By Abraham Bailin
Fueled by geopolitical uncertainty and tightening global supplies, oil prices have risen and production has increased in North America. Unconventional sources of production in the United States have led to a reduction in import levels not seen in a decade, but tensions in historical hot spots continue to keep current oil production only slightly above consumption.
Geopolitical tensions have failed to abate, as the U.S. recently placed a second aircraft carrier in the Persian Gulf. The potential closure of the Strait of Hormuz has fueled fears of a globally impactful supply shock. At the same time, spare capacity among big-name oil-producing nations has become exceedingly tight. We estimate that with only 2 million barrels per day of excess capacity, versus global oil demand of 75 million barrels a day, prices may remain elevated for quite some time. This creates the potential for an outsized run-up in the event of a production shortfall.
While the potential for a supply shock exists over the near term, laggardly global macroeconomic growth could depress demand for and prices of crude. Perhaps the largest risk factor for the energy complex is the growth and sustainability of emerging-markets demand. Emerging markets, particularly China, continue to consume virtually all new crude production. We will note, however, that demand has demonstrated considerable strength even though structural weakness in China and Europe has already come to fruition.
An ETF Solution
Given these events, we see the potential economic beneficiaries to be domestic oil-service providers that cater to unconventional producers. For that exposure, we like Market Vectors Oil Services ETF (OIH), which aims to deliver the performance of the U.S. oil-equipment and -services sector. Given its extremely narrow focus, this exchange-traded fund should be treated as a satellite specialty holding to complement a diversified portfolio, albeit one that could be held for several consecutive years.
Unlike large vertically integrated oil companies Exxon Mobil (XOM) and Chevron (CVX), the companies held by this fund are highly subject to the capital-spending cycle of the industry because the bulk of their revenues are generated while companies drill new wells. This fund has little exposure to firms that actually sell, refine, and distribute oil, adding to the intensity of its exposure to cyclicality. Investors holding a position in this fund will have a positive outlook on the expansion of drilling operations.

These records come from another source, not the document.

//! Position resolution
//!
//! Maps a violation span back to the element of the current tree it refers
//! to. A non-empty span resolves to the token or trivia piece containing its
//! start. A zero-width span strictly inside a token resolves to that token;
//! one that falls between tokens becomes an insertion point in front of the
//! next significant token's leading trivia.

use rowan::{TextRange, TextSize, TokenAtOffset};
use tracing::debug;

use crate::error::KemptError;
use crate::result::Result;
use crate::syntax::nodes::next_significant_token;
use crate::syntax::{SyntaxNode, SyntaxToken};
use crate::trivia::{Token, TriviaSide, trivia_owner};

/// Concrete element a violation is anchored to
#[derive(Debug, Clone, PartialEq, Eq)]
pub enum Anchor {
    /// A significant token
    Token(SyntaxToken),
    /// A trivia piece, with the significant token owning it
    Trivia {
        trivia: SyntaxToken,
        owner: SyntaxToken,
        side: TriviaSide,
    },
    /// A point between tokens: insert at `offset`, the start of the leading
    /// trivia of `before`
    Insertion { before: SyntaxToken, offset: TextSize },
}

impl Anchor {
    /// Significant token the anchor belongs to
    pub fn token(&self) -> &SyntaxToken {
        match self {
            Anchor::Token(token) => token,
            Anchor::Trivia { owner, .. } => owner,
            Anchor::Insertion { before, .. } => before,
        }
    }

    pub fn range(&self) -> TextRange {
        match self {
            Anchor::Token(token) => token.text_range(),
            Anchor::Trivia { trivia, .. } => trivia.text_range(),
            Anchor::Insertion { offset, .. } => TextRange::empty(*offset),
        }
    }

    pub fn is_insertion(&self) -> bool {
        matches!(self, Anchor::Insertion { .. })
    }
}

/// Resolve `span` against the tree rooted at `root`
pub fn resolve(root: &SyntaxNode, span: TextRange) -> Result<Anchor> {
    let len = root.text_range().end();
    if span.end() > len {
        return Err(KemptError::resolution(span, len.into()));
    }

    let anchor = if span.is_empty() {
        resolve_point(root, span.start())
    } else {
        root.token_at_offset(span.start())
            .right_biased()
            .and_then(anchor_for)
    };
    let anchor = anchor.ok_or_else(|| KemptError::resolution(span, len.into()))?;
    debug!(?span, anchor = ?anchor.range(), "Resolved violation span");
    Ok(anchor)
}

fn resolve_point(root: &SyntaxNode, offset: TextSize) -> Option<Anchor> {
    let candidate = match root.token_at_offset(offset) {
        TokenAtOffset::Single(token) => {
            let range = token.text_range();
            if range.start() < offset && offset < range.end() {
                return anchor_for(token);
            }
            Some(token)
        }
        TokenAtOffset::Between(_, right) => Some(right),
        TokenAtOffset::None => None,
    };

    let before = match candidate {
        Some(token) if !token.kind().is_trivia() && token.text_range().start() >= offset => token,
        Some(token) => next_significant_token(&token)?,
        None => root
            .descendants_with_tokens()
            .filter_map(|element| element.into_token())
            .find(|token| !token.kind().is_trivia())?,
    };
    let offset = Token::new(before.clone())
        .leading()
        .first()
        .map_or(before.text_range().start(), |trivia| trivia.range.start());
    Some(Anchor::Insertion { before, offset })
}

fn anchor_for(token: SyntaxToken) -> Option<Anchor> {
    if !token.kind().is_trivia() {
        return Some(Anchor::Token(token));
    }
    let (owner, side) = trivia_owner(&token)?;
    Some(Anchor::Trivia {
        trivia: token,
        owner,
        side,
    })
}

Although this fund maintains ample exposure to some of the industry's strongest firms, given the cyclicality of commodity markets, the oil-services business is unforgiving to companies both large and small. Energy behemoths, like the aforementioned Exxon Mobil and Chevron, gauge their exploration and production needs based on the price of crude oil. As crude prices rise or are expected to, these oil majors expand drilling operations, spurring demand for rigs and related services, and vice versa. Thus, crude prices and related expectations, rather than secular factors, act as the fulcrum for oil-services demand.
Absent product differentiation, many oil-services firms lack the leverage to negotiate higher prices. These firms can, however, raise prices dramatically during periods of rabid drilling expansion when equipment and services are tight in the near term.
The fund passively invests no less than 80% of its assets in the constituents of the Market Vectors US Listed Oil Services 25 Index. The index identifies the largest 50 firms in the oil-services sector by full market capitalization and includes the top 25, as measured by free-float market capitalization and three-month average daily trading volume. OIH levies a 0.35% annual fee.
iShares Dow Jones US Oil Equipment Index (IEZ) is the most enticing alternative to OIH. IEZ charges a 0.47% annual fee. It holds roughly 45 or so stocks taken from the oil and gas stocks classification of the Dow Jones U.S. Index, and, because the index weights holdings by market cap, the fund invests 65% of assets in the top 10 names. OIH concentrates more than 70% of assets in the top 10 holdings, is far more liquid, and is 30 basis points cheaper. The Market Vectors product is our choice in this niche of the market.
SPDR S&P Oil & Gas Equipment & Services (XES) offers investors a concentrated exposure to the sector while also holding a limited number of companies. However, because the fund is equally weighted, there is less allocation to the industry's best names. This could result in even higher volatility as a result of the performance of some of the space's smaller marginal players.
Disclosure: Morningstar licenses its indexes to certain ETF and ETN providers, including BlackRock, Invesco, Merrill Lynch, Northern Trust, and Scottrade for use in exchange-traded funds and notes. These ETFs and ETNs are not sponsored, issued, or sold by Morningstar. Morningstar does not make any representation regarding the advisability of investing in ETFs or ETNs that are based on Morningstar indexes.